Data for processing>
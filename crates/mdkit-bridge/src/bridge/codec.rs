//! Text codec between host strings and UTF-8 bytes in linear memory.
//!
//! ## Encoding
//!
//! Host text is measured the way the reference host measures it, in UTF-16
//! code units. Staging first allocates one byte per unit and copies the
//! ASCII prefix directly. At the first non-ASCII character the region is
//! reallocated to the worst case of three bytes per remaining unit, the tail
//! is written, and the region is shrunk to the bytes actually used.
//!
//! ## Decoding
//!
//! Decoding is strict: invalid UTF-8 is an error, never replaced. A decoder
//! is retired once the cumulative bytes passed through it would exceed the
//! configured ceiling, and the replacement is installed before the decode
//! that would cross it.

use super::alloc::AllocationShim;
use super::memory::{LinearMemory, PtrLen};
use crate::error::{BridgeError, Result};

/// Strict UTF-8 decoder instance.
#[derive(Debug, Clone)]
pub struct Utf8Decoder {
    id: u64,
    bytes_seen: u64,
}

impl Utf8Decoder {
    fn new(id: u64) -> Self {
        Self { id, bytes_seen: 0 }
    }

    /// Sequence number of this instance; the first decoder is 0.
    pub fn id(&self) -> u64 {
        self.id
    }

    /// Bytes this instance has decoded.
    pub fn bytes_seen(&self) -> u64 {
        self.bytes_seen
    }

    /// Decode `bytes`, rejecting anything that is not UTF-8.
    ///
    /// A leading byte-order mark is kept as U+FEFF.
    pub fn decode(&mut self, bytes: &[u8]) -> Result<String> {
        let text = std::str::from_utf8(bytes).map_err(|e| BridgeError::Decode {
            valid_up_to: e.valid_up_to(),
            len: bytes.len(),
        })?;
        self.bytes_seen += bytes.len() as u64;
        Ok(text.to_owned())
    }
}

/// Encoder/decoder pair with the decoder rotation rule.
#[derive(Debug, Clone)]
pub struct TextCodec {
    decoder: Utf8Decoder,
    bytes_decoded: u64,
    ceiling: u64,
    rotations: u64,
}

impl TextCodec {
    /// Create a codec whose decoders are retired past `ceiling` bytes.
    pub fn new(ceiling: u64) -> Self {
        Self {
            decoder: Utf8Decoder::new(0),
            bytes_decoded: 0,
            ceiling,
            rotations: 0,
        }
    }

    /// UTF-8 encode host text.
    pub fn encode(text: &str) -> Vec<u8> {
        text.as_bytes().to_vec()
    }

    /// Decode bytes read out of linear memory.
    pub fn decode(&mut self, bytes: &[u8]) -> Result<String> {
        let len = bytes.len() as u64;
        let pending = self.bytes_decoded.saturating_add(len);
        if pending > self.ceiling {
            self.rotate();
            self.bytes_decoded = len;
        } else {
            self.bytes_decoded = pending;
        }
        self.decoder.decode(bytes)
    }

    fn rotate(&mut self) {
        let next = self.decoder.id() + 1;
        tracing::debug!(
            retired = self.decoder.id(),
            bytes_seen = self.decoder.bytes_seen(),
            ceiling = self.ceiling,
            "replacing text decoder"
        );
        self.decoder = Utf8Decoder::new(next);
        self.rotations += 1;
    }

    /// Bytes decoded since the current decoder was installed, including the pending one.
    pub fn bytes_decoded(&self) -> u64 {
        self.bytes_decoded
    }

    /// How many decoders have been retired.
    pub fn rotations(&self) -> u64 {
        self.rotations
    }

    /// The configured ceiling.
    pub fn ceiling(&self) -> u64 {
        self.ceiling
    }

    /// The live decoder.
    pub fn decoder(&self) -> &Utf8Decoder {
        &self.decoder
    }
}

impl Default for TextCodec {
    fn default() -> Self {
        Self::new(u64::MAX)
    }
}

/// Length of host text in UTF-16 code units.
fn host_units(text: &str) -> Result<u32> {
    let units = text.encode_utf16().count();
    u32::try_from(units).map_err(|_| BridgeError::AllocationFailure {
        requested: u32::MAX,
        reason: format!(
            "string of {} code units exceeds the 32-bit address space",
            units
        ),
    })
}

/// Stage `text` into guest memory, returning the region holding its UTF-8 bytes.
///
/// The caller owns the returned region and must release it through `shim`.
pub fn pass_string<M: LinearMemory + ?Sized>(
    shim: &mut AllocationShim,
    mem: &mut M,
    text: &str,
) -> Result<PtrLen> {
    if !mem.has_realloc() {
        return shim.place(mem, &TextCodec::encode(text));
    }

    let mut region = shim.reserve(mem, host_units(text)?)?;
    match write_utf8(shim, mem, &mut region, text) {
        Ok(()) => {
            shim.account(region.len);
            Ok(region)
        }
        Err(e) => {
            // `region` tracks the latest pointer even if an extension moved it.
            if let Err(release_err) = shim.release(mem, region) {
                tracing::warn!(error = %release_err, "failed to release partially staged string");
            }
            Err(e)
        }
    }
}

fn write_utf8<M: LinearMemory + ?Sized>(
    shim: &mut AllocationShim,
    mem: &mut M,
    region: &mut PtrLen,
    text: &str,
) -> Result<()> {
    let bytes = text.as_bytes();
    let ascii = bytes.iter().take_while(|b| b.is_ascii()).count();
    mem.view()?.write(region.ptr, &bytes[..ascii])?;
    if ascii == bytes.len() {
        return Ok(());
    }

    let rest = &text[ascii..];
    let offset = ascii as u32;
    let worst = host_units(rest)?
        .checked_mul(3)
        .and_then(|n| n.checked_add(offset))
        .ok_or_else(|| BridgeError::AllocationFailure {
            requested: u32::MAX,
            reason: "worst-case UTF-8 size exceeds the 32-bit address space".to_string(),
        })?;
    *region = shim.extend(mem, *region, worst)?;
    mem.view()?.write(region.ptr + offset, rest.as_bytes())?;

    let written = bytes.len() as u32;
    *region = shim.extend(mem, *region, written)?;
    Ok(())
}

What is needed>
If a line of the material contains the word "first", pick it out and copy it.

Result of this exercise>
//! code units. Staging first allocates one byte per unit and copies the
//! ASCII prefix directly. At the first non-ASCII character the region is
    /// Sequence number of this instance; the first decoder is 0.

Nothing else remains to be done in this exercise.